The Corner

The Washington Post Fact-Checks Obama on the Auto Bailouts

I won’t reproduce all of it here, if for no other reason than,

With some of the economic indicators looking a bit dicey, President Obama traveled to Ohio last week to tout what the administration considers a good-news story: the rescue of the domestic automobile industry. In fact, he also made it the subject of his weekly radio address.

We take no view on whether the administration’s efforts on behalf of the automobile industry were a good or bad thing; that’s a matter for the editorial pages and eventually the historians. But we are interested in the facts the president cited to make his case.

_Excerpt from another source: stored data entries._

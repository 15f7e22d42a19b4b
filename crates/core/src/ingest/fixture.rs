use crate::domain::entity::ProviderId;
use crate::domain::observation::{Field, FieldGroup};
use crate::domain::request::Scope;
use crate::error::ProviderError;
use crate::ingest::provider::ProviderClient;
use crate::ingest::types::{PayloadItem, ProviderPayload};
use anyhow::Context;
use chrono::{DateTime, Utc};
use serde::Deserialize;
use std::path::Path;
use std::time::Duration;

/// Provider backed by a fixed payload. Used offline by the worker and throughout the tests.
#[derive(Debug, Clone)]
pub struct StaticProvider {
    id: ProviderId,
    coverage: Vec<FieldGroup>,
    response: Result<ProviderPayload, ProviderError>,
    delay: Option<Duration>,
}

#[derive(Debug, Deserialize)]
struct FixtureFile {
    provider: ProviderId,
    coverage: Vec<FieldGroup>,
    fetched_at: DateTime<Utc>,
    items: Vec<PayloadItem>,
}

impl StaticProvider {
    pub fn new(id: ProviderId, coverage: Vec<FieldGroup>, payload: ProviderPayload) -> Self {
        Self {
            id,
            coverage,
            response: Ok(payload),
            delay: None,
        }
    }

    pub fn failing(id: ProviderId, coverage: Vec<FieldGroup>, error: ProviderError) -> Self {
        Self {
            id,
            coverage,
            response: Err(error),
            delay: None,
        }
    }

    pub fn with_delay(mut self, delay: Duration) -> Self {
        self.delay = Some(delay);
        self
    }

    pub fn load(path: impl AsRef<Path>) -> anyhow::Result<Self> {
        let path = path.as_ref();
        let text = std::fs::read_to_string(path)
            .with_context(|| format!("failed to read fixture {}", path.display()))?;
        let file: FixtureFile = serde_json::from_str(&text)
            .with_context(|| format!("fixture {} is not a valid provider file", path.display()))?;
        anyhow::ensure!(!file.coverage.is_empty(), "fixture coverage must be non-empty");

        let payload = ProviderPayload {
            provider: file.provider.clone(),
            fetched_at: file.fetched_at,
            items: file.items,
        };
        Ok(Self::new(file.provider, file.coverage, payload))
    }
}

#[async_trait::async_trait]
impl ProviderClient for StaticProvider {
    fn provider_id(&self) -> &ProviderId {
        &self.id
    }

    fn coverage(&self) -> &[FieldGroup] {
        &self.coverage
    }

    async fn fetch(
        &self,
        _scope: &Scope,
        fields: &[Field],
        _as_of: DateTime<Utc>,
    ) -> Result<ProviderPayload, ProviderError> {
        if let Some(delay) = self.delay {
            tokio::time::sleep(delay).await;
        }
        let mut payload = self.response.clone()?;
        // Answer only what was asked, like a real per-group call.
        for item in &mut payload.items {
            item.fields.retain(|f, _| fields.contains(f));
        }
        Ok(payload)
    }
}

What we found is one of the most misleading collections of assertions we have seen in a short presidential speech. Virtually every claim by the president regarding the auto industry needs an asterisk, just like the fine print in that too-good-to-be-true car loan.

The president misleads most of all about how much we lost on the Chrysler bailout, contradicting his own Treasury Department in asserting that taxpayers turned a profit on the loans rather than absorbing more than a billion in losses. How does he pull it off? By excluding a $4 billion loan made to Chrysler in the last month of the Bush administration from his figures. What’s especially disingenuous about this is that Obama supported the Bush loan while a candidate. Yet in last week’s radio address he goes on to say

“In the year before I was President, this industry lost more than 400,000 jobs, and two great American companies, Chrysler and GM, stood on the brink of collapse. Now, we had a few options.  We could have done what a lot of folks in Washington thought we should do — nothing.”

Is he implying that the Bush administration did nothing — except make billions in loans you supported at and the time before reading them out of the record when it became rhetorically convenient to do so?